Laut einer Studie von Ernst & Young hat ein Drittel der Finanzdienstleister mit Hauptsitz in der Schweiz mindestens einen Verwaltungsrat mit Minister- oder Parlamentserfahrung. In Frankreich liegt der Anteil bei 30 Prozent – und damit weit höher als in Deutschland (14%), Italien (14%) und Großbritannien (11%), wie der "European Financial Services Boardroom Monitor" von EY zeigt. Er beobachtet die Zusammensetzung der Verwaltungs- und Aufsichtsräte der Unternehmen im MSCI-Europe-Finanzindex. 
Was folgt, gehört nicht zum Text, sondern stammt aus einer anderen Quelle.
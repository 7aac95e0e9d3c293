//! Security response headers.
//!
//! # Responsibilities
//! - Add `X-Content-Type-Options: nosniff`
//! - Add `X-Frame-Options: DENY`
//!
//! # Design Decisions
//! - Headers a handler already set are left alone

use axum::{
    http::{header, HeaderValue},
    Router,
};
use tower_http::set_header::SetResponseHeaderLayer;

/// Wrap `router` with the security response headers.
pub fn apply_security_headers(router: Router) -> Router {
    router
        .layer(SetResponseHeaderLayer::if_not_present(
            header::X_CONTENT_TYPE_OPTIONS,
            HeaderValue::from_static("nosniff"),
        ))
        .layer(SetResponseHeaderLayer::if_not_present(
            header::X_FRAME_OPTIONS,
            HeaderValue::from_static("DENY"),
        ))
}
"In jedem europäischen Land gibt es Verbindungen zwischen den Finanzeliten, wenn nicht sogar in jedem Land der Welt", sagt Nicolas Véron, Senior Fellow beim belgischen Think Tank Bruegel. Der Trend in Frankreich verdeutliche "die schwache Grenze zwischen den Eliten in Politik und Finanzwirtschaft", die in Bezug auf ihren Bildungsweg und Werdegang oft eine "gemeinsame Herkunft" teilten.

"Drehtür-Phänomen"
Der wissenschaftliche Dienst des Europäischen Parlaments warnte unlängst in einer Studie, das sogenannte "Drehtür-Phänomen" könne "das demokratische Gefüge der Gesellschaft schädigen", wenn der Wechsel zwischen den beiden Bereichen nicht genau geregelt wird.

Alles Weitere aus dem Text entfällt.